Envy (2004).jpg
Theatrical release poster
Directed by Barry Levinson
Produced by Barry Levinson
Paula Weinstein
Written by Steve Adams
Starring Ben Stiller
Jack Black
Rachel Weisz
Amy Poehler
Christopher Walken
Music by Mark Mothersbaugh
Cinematography Tim Maurice Jones
Edited by Stu Linder
Blair Daily
Castle Rock Entertainment
Baltimore/Spring Creek Pictures
Distributed by DreamWorks Pictures
Release dates
  • April 30, 2004 (2004-04-30)
Running time
99 minutes
Country United States
Language English
Budget $40 million[1]
Box office $14,581,765

Envy is a 2004 American comedy film directed by Barry Levinson. It stars Ben Stiller and Jack Black.

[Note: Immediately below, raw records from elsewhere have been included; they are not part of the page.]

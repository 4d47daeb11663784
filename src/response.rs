/*******************************************************************************
*   (c) 2020 ZondaX GmbH
*
*  Licensed under the Apache License, Version 2.0 (the "License");
*  you may not use this file except in compliance with the License.
*  You may obtain a copy of the License at
*
*      http://www.apache.org/licenses/LICENSE-2.0
*
*  Unless required by applicable law or agreed to in writing, software
*  distributed under the License is distributed on an "AS IS" BASIS,
*  WITHOUT WARRANTIES OR CONDITIONS OF ANY KIND, either express or implied.
*  See the License for the specific language governing permissions and
*  limitations under the License.
********************************************************************************/
//! Reply payload decoders, one per response kind

use serde::{Deserialize, Serialize};

use crate::codec::{decode_array, decode_length_prefixed, decode_u8, expect_empty};
use crate::errors::DecodeError;
use crate::params::{FELT_LEN, PK_LEN, SIG_LEN};
use crate::transaction::FieldElement;

/// How signature replies treat the bytes after the two scalars
#[derive(Debug, Clone, Copy, PartialEq, Eq, Default, Serialize, Deserialize)]
#[serde(rename_all = "lowercase")]
pub enum DecodeMode {
    /// Length byte must match, recovery id required, nothing may follow
    #[default]
    Strict,
    /// Length byte ignored, recovery id optional, trailing bytes ignored
    Lenient,
}

/// App version triple
#[derive(Debug, Clone, Copy, PartialEq, Eq)]
pub struct Version {
    /// Version Major
    pub major: u8,
    /// Version Minor
    pub minor: u8,
    /// Version Patch
    pub patch: u8,
}

/// Running app name and version, as reported by the platform
#[derive(Debug, Clone, PartialEq, Eq)]
pub struct AppInfo {
    /// App name
    pub app_name: String,
    /// App version string
    pub app_version: String,
}

/// Uncompressed Stark public key
#[derive(Debug, Clone, PartialEq, Eq)]
pub struct PublicKey {
    /// Format byte (0x04 for uncompressed)
    pub format: u8,
    /// x coordinate
    pub x: [u8; FELT_LEN],
    /// y coordinate
    pub y: [u8; FELT_LEN],
}

/// Signature over a hash (r, s, v)
#[derive(Debug, Clone, PartialEq, Eq)]
pub struct Signature {
    /// r value
    pub r: [u8; FELT_LEN],
    /// s value
    pub s: [u8; FELT_LEN],
    /// v value, always present in strict mode
    pub v: Option<u8>,
}

/// Signature over a transaction along with the hash the device computed
#[derive(Debug, Clone, PartialEq, Eq)]
pub struct TxSignature {
    /// Transaction hash
    pub hash: [u8; FELT_LEN],
    /// Signature over `hash`
    pub signature: Signature,
}

fn ascii(bytes: &[u8]) -> Result<String, DecodeError> {
    if !bytes.is_ascii() {
        return Err(DecodeError::InvalidAscii);
    }
    // ASCII is valid UTF-8
    Ok(String::from_utf8_lossy(bytes).into_owned())
}

/// `major || minor || patch`, exactly 3 bytes
pub fn decode_version(buf: &[u8]) -> Result<Version, DecodeError> {
    if buf.len() != 3 {
        return Err(DecodeError::InvalidLength {
            expected: 3,
            actual: buf.len(),
        });
    }
    Ok(Version {
        major: buf[0],
        minor: buf[1],
        patch: buf[2],
    })
}

/// `format (1) || name (lp) || version (lp) || flags (lp)`, fully consumed
pub fn decode_app_and_version(buf: &[u8]) -> Result<AppInfo, DecodeError> {
    let (_format, rest) = decode_u8(buf)?;
    let (_, name, rest) = decode_length_prefixed(rest)?;
    let (_, version, rest) = decode_length_prefixed(rest)?;
    let (_, _flags, rest) = decode_length_prefixed(rest)?;
    expect_empty(rest)?;

    Ok(AppInfo {
        app_name: ascii(name)?,
        app_version: ascii(version)?,
    })
}

/// `format (1) || x (32) || y (32)`, exactly 65 bytes
pub fn decode_public_key(buf: &[u8]) -> Result<PublicKey, DecodeError> {
    if buf.len() != PK_LEN {
        return Err(DecodeError::InvalidLength {
            expected: PK_LEN,
            actual: buf.len(),
        });
    }
    let (format, rest) = decode_u8(buf)?;
    let (x, rest) = decode_array::<FELT_LEN>(rest)?;
    let (y, rest) = decode_array::<FELT_LEN>(rest)?;
    expect_empty(rest)?;

    Ok(PublicKey { format, x, y })
}

/// `len (1) || r (32) || s (32) || v (1)`
pub fn decode_signature(buf: &[u8], mode: DecodeMode) -> Result<Signature, DecodeError> {
    let (announced, rest) = decode_u8(buf)?;

    if mode == DecodeMode::Strict && (announced as usize != SIG_LEN || rest.len() != SIG_LEN) {
        return Err(DecodeError::LengthMismatch {
            announced: announced as usize,
            actual: rest.len(),
        });
    }

    let (r, rest) = decode_array::<FELT_LEN>(rest)?;
    let (s, rest) = decode_array::<FELT_LEN>(rest)?;

    let v = match mode {
        DecodeMode::Strict => {
            let (v, rest) = decode_u8(rest)?;
            expect_empty(rest)?;
            Some(v)
        }
        DecodeMode::Lenient => rest.first().copied(),
    };

    Ok(Signature { r, s, v })
}

/// `hash (32) || len (1) || r (32) || s (32) || v (1)`
pub fn decode_tx_signature(buf: &[u8], mode: DecodeMode) -> Result<TxSignature, DecodeError> {
    let (hash, rest) = decode_array::<FELT_LEN>(buf)?;
    let signature = decode_signature(rest, mode)?;
    Ok(TxSignature { hash, signature })
}

/// Leading 32 byte field element, anything after it is ignored
pub fn decode_field_hash(buf: &[u8]) -> Result<FieldElement, DecodeError> {
    let (hash, _) = decode_array::<FELT_LEN>(buf)?;
    FieldElement::from_bytes_be(&hash)
        .ok_or_else(|| DecodeError::InvalidFieldElement(hex::encode(hash)))
}
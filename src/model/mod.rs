use serde::de::DeserializeOwned;
use serde::{Deserialize, Deserializer, Serialize};

use crate::error::ValidationError;

pub mod certification;
pub mod message;
pub mod post;
pub mod profile;
pub mod project;

pub use certification::Certification;
pub use message::ContactMessage;
pub use post::Post;
pub use profile::{Profile, SocialLinks, Stack};
pub use project::Project;

/// A row of one of the JSON data files.
pub trait Record: Serialize + DeserializeOwned + Clone {
    /// Singular name used in logs and not-found messages.
    const KIND: &'static str;

    fn id(&self) -> u64;
    fn set_id(&mut self, id: u64);

    fn validate(&self) -> Result<(), ValidationError> {
        Ok(())
    }
}

/// Absent and `null` lists both read as empty.
pub(crate) fn null_as_empty<'de, D, T>(deserializer: D) -> Result<Vec<T>, D::Error>
where
    D: Deserializer<'de>,
    T: Deserialize<'de>,
{
    Ok(Option::<Vec<T>>::deserialize(deserializer)?.unwrap_or_default())
}

/// Absent, `null` and whitespace-only strings all read as `None`.
pub(crate) fn blank_as_none<'de, D>(deserializer: D) -> Result<Option<String>, D::Error>
where
    D: Deserializer<'de>,
{
    let value = Option::<String>::deserialize(deserializer)?;
    Ok(value.filter(|s| !s.trim().is_empty()))
}

/// `null` reads as an empty string.
pub(crate) fn null_as_blank<'de, D>(deserializer: D) -> Result<String, D::Error>
where
    D: Deserializer<'de>,
{
    Ok(Option::<String>::deserialize(deserializer)?.unwrap_or_default())
}
use std::fs;
use std::path::Path;

use anyhow::{bail, Context, Result};
use regex::Regex;
use uuid::Uuid;

use crate::decompress::decompress_files;
use crate::BootstrapArgs;

const CFG_FILE_NAME: &str = "folio.toml";
const SAMPLE_PASSWORD: &str = "change-me";

fn get_sample_cfg() -> &'static str {
    include_str!("../../../folio.toml")
}

/// Points every `*_dir` entry of the sample config at `prefix`.
fn replace_paths(prefix: &Path, config_data: &str) -> String {
    let prefix = prefix.to_string_lossy();
    let prefix = prefix.trim_end_matches('/');

    let dir_regex = Regex::new(r#"(?m)^(?P<key>\w+_dir) = "(?:res/)?(?P<name>\w+)""#).unwrap();
    dir_regex.replace_all(config_data, |captures: &regex::Captures| {
        format!(r#"{} = "{}/{}""#, &captures["key"], prefix, &captures["name"])
    }).to_string()
}

fn replace_password(config_data: &str, password: &str) -> String {
    config_data.replace(&format!(r#"password = "{}""#, SAMPLE_PASSWORD), &format!(r#"password = "{}""#, password))
}

fn write_folio_cfg(out_dir: &Path, password: &str) -> Result<()> {
    let sample_cfg = replace_paths(out_dir, get_sample_cfg());
    let sample_cfg = replace_password(&sample_cfg, password);

    let cfg_path = out_dir.join(CFG_FILE_NAME);
    fs::write(&cfg_path, sample_cfg).with_context(|| format!("Error writing {}", cfg_path.display()))
}

pub fn bootstrap_cmd(args: BootstrapArgs) -> Result<()> {
    let out_path = fs::canonicalize(&args.out_dir)
        .with_context(|| format!("Error converting path to absolute: {}", &args.out_dir))?;

    if !out_path.is_dir() {
        bail!("Output path must be a directory: {}", out_path.display());
    }

    decompress_files(&out_path).context("Error unpacking site resources")?;
    fs::create_dir_all(out_path.join("uploads"))?;

    let password = Uuid::new_v4().simple().to_string();
    write_folio_cfg(&out_path, &password)?;

    println!("Site created in {}", out_path.display());
    println!("Admin password: {}", password);
    Ok(())
}
use std::collections::HashSet;

use cookie::time::Duration;
use cookie::{Cookie, SameSite};
use ntex::http::HttpMessage;
use spdlog::debug;
use subtle::ConstantTimeEq;
use uuid::Uuid;

pub const ADMIN_COOKIE: &str = "admin_session";
pub const LIKED_COOKIE: &str = "liked_blog_ids";

/// Ids of the posts this browser already liked. Best effort only, it lives in a cookie.
#[derive(Debug, Clone, Default, PartialEq, Eq)]
pub struct LikedPosts {
    ids: Vec<u64>,
}

impl LikedPosts {
    /// Anything unreadable counts as no likes.
    pub fn from_cookie(value: &str) -> Self {
        let ids: Result<Vec<u64>, _> = value.split('-')
            .filter(|id| !id.is_empty())
            .map(|id| id.parse::<u64>())
            .collect();

        match ids {
            Ok(ids) => LikedPosts { ids },
            Err(e) => {
                debug!("Ignoring liked posts cookie [{}]: {}", value, e);
                LikedPosts::default()
            }
        }
    }

    pub fn contains(&self, id: u64) -> bool {
        self.ids.contains(&id)
    }

    /// Returns false when the id was already there.
    pub fn add(&mut self, id: u64) -> bool {
        if self.contains(id) {
            return false;
        }
        self.ids.push(id);
        true
    }

    pub fn to_cookie_value(&self) -> String {
        self.ids.iter()
            .map(|id| id.to_string())
            .collect::<Vec<_>>()
            .join("-")
    }

    pub fn to_cookie(&self) -> Cookie<'static> {
        Cookie::build((LIKED_COOKIE, self.to_cookie_value()))
            .path("/")
            .max_age(Duration::days(365))
            .same_site(SameSite::Lax)
            .build()
    }
}

/// What a request knows about its visitor, handed explicitly to every view.
#[derive(Debug, Clone, Default, PartialEq, Eq)]
pub struct Session {
    pub admin: bool,
    pub liked: LikedPosts,
}

impl Session {
    pub fn from_request<M: HttpMessage>(req: &M, registry: &SessionRegistry) -> Self {
        let admin = admin_token(req)
            .map(|token| registry.is_valid(&token))
            .unwrap_or(false);
        let liked = req.cookie(LIKED_COOKIE)
            .map(|c| LikedPosts::from_cookie(c.value()))
            .unwrap_or_default();

        Session { admin, liked }
    }
}

/// Admin sessions opened since the server started.
#[derive(Default)]
pub struct SessionRegistry {
    tokens: HashSet<String>,
}

impl SessionRegistry {
    pub fn new() -> Self {
        SessionRegistry::default()
    }

    /// Opens a session when the password matches, returning its token.
    pub fn login(&mut self, expected_password: &str, password: &str) -> Option<String> {
        let matches: bool = password.as_bytes().ct_eq(expected_password.as_bytes()).into();
        if password.is_empty() || !matches {
            return None;
        }
        let token = Uuid::new_v4().to_string();
        self.tokens.insert(token.clone());
        Some(token)
    }

    pub fn logout(&mut self, token: &str) {
        self.tokens.remove(token);
    }

    pub fn is_valid(&self, token: &str) -> bool {
        self.tokens.contains(token)
    }
}

/// Token of the admin session cookie, if the request carries one.
pub fn admin_token<M: HttpMessage>(req: &M) -> Option<String> {
    req.cookie(ADMIN_COOKIE).map(|c| c.value().to_string())
}

pub fn login_cookie(token: &str) -> Cookie<'static> {
    admin_cookie(token.to_string())
}

pub fn logout_cookie() -> Cookie<'static> {
    let mut cookie = admin_cookie(String::new());
    cookie.make_removal();
    cookie
}

fn admin_cookie(value: String) -> Cookie<'static> {
    Cookie::build((ADMIN_COOKIE, value))
        .path("/")
        .http_only(true)
        .same_site(SameSite::Strict)
        .build()
}

#[cfg(test)]
mod tests {
    use ntex::web::test::TestRequest;

    use super::*;

    #[test]
    fn test_liked_posts() {
        let mut liked = LikedPosts::from_cookie("1-4");
        assert!(liked.contains(4));
        assert!(!liked.contains(2));
        assert!(liked.add(2));
        assert!(!liked.add(2));
        assert_eq!(liked.to_cookie_value(), "1-4-2");
        assert_eq!(LikedPosts::from_cookie(""), LikedPosts::default());
    }

    #[test]
    fn test_broken_liked_cookie_is_empty() {
        assert_eq!(LikedPosts::from_cookie("[1,2]"), LikedPosts::default());
        assert_eq!(LikedPosts::from_cookie("1-x"), LikedPosts::default());
    }

    #[test]
    fn test_liked_cookie() {
        let cookie = LikedPosts::from_cookie("3-7").to_cookie();
        assert_eq!(cookie.name(), LIKED_COOKIE);
        assert_eq!(cookie.value(), "3-7");
        assert_eq!(cookie.path(), Some("/"));
        assert_eq!(cookie.max_age(), Some(Duration::days(365)));
    }

    #[test]
    fn test_login_logout() {
        let mut registry = SessionRegistry::new();
        assert_eq!(registry.login("secret", "wrong"), None);
        assert_eq!(registry.login("secret", "secre"), None);
        assert_eq!(registry.login("secret", ""), None);

        let token = registry.login("secret", "secret").unwrap();
        let req = TestRequest::get().cookie(login_cookie(&token)).to_http_request();
        assert_eq!(admin_token(&req), Some(token.clone()));
        assert!(Session::from_request(&req, &registry).admin);

        registry.logout(&token);
        assert!(!Session::from_request(&req, &registry).admin);
    }

    #[test]
    fn test_admin_cookies() {
        let cookie = login_cookie("abc");
        assert_eq!(cookie.http_only(), Some(true));
        assert_eq!(cookie.same_site(), Some(SameSite::Strict));

        let removal = logout_cookie();
        assert_eq!(removal.name(), ADMIN_COOKIE);
        assert_eq!(removal.value(), "");
        assert_eq!(removal.max_age(), Some(Duration::ZERO));
    }

    #[test]
    fn test_session_from_request() {
        let registry = SessionRegistry::new();
        let req = TestRequest::get().to_http_request();
        assert_eq!(Session::from_request(&req, &registry), Session::default());

        let req = TestRequest::get()
            .cookie(Cookie::new(ADMIN_COOKIE, "forged"))
            .cookie(Cookie::new(LIKED_COOKIE, "3"))
            .to_http_request();
        let session = Session::from_request(&req, &registry);
        assert!(!session.admin);
        assert!(session.liked.contains(3));
    }
}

Stiller and Black star as Tim and Nick, best friends, neighbors and co-workers, whose equal footing is suddenly tripped up when one of Nick's harebrained get-rich-quick schemes actually succeeds: Vapoorizer, a spray that literally makes dog poop, or any other kind for that matter, evaporate into thin air -- to where exactly is anyone's guess. Tim, who had scoffed at Nick's idea and passed on an opportunity to get in on the deal, can only watch as Nick's fortune -- and Tim's own envy -- grow to equally outrageous proportions. When the flames of jealousy are fanned by an oddball drifter (Walken) who imposes himself into the situation, Tim's life careens wildly out of control ... taking Nick's with it.





Envy was universally panned by critics and scored only a 7% on Rotten Tomatoes based on 112 reviews.[2]

The film had been shot almost two years before its release, and was in danger of going straight-to-video in the US due to poor audience response during test screenings. It was only due to the success of 2003's School of Rock starring Jack Black that it finally got a theatrical release. Nevertheless, the film performed poorly in US theaters, so much so that it was released straight-to-video in several European countries and Australia.[3]

Stiller's performance in the film earned him a Razzie Award nomination for Worst Actor. At the 2004 Cannes Film Festival, during a press conference for Shark Tale (2004), both Black and DreamWorks' Jeffrey Katzenberg publicly apologized for Envy.[3]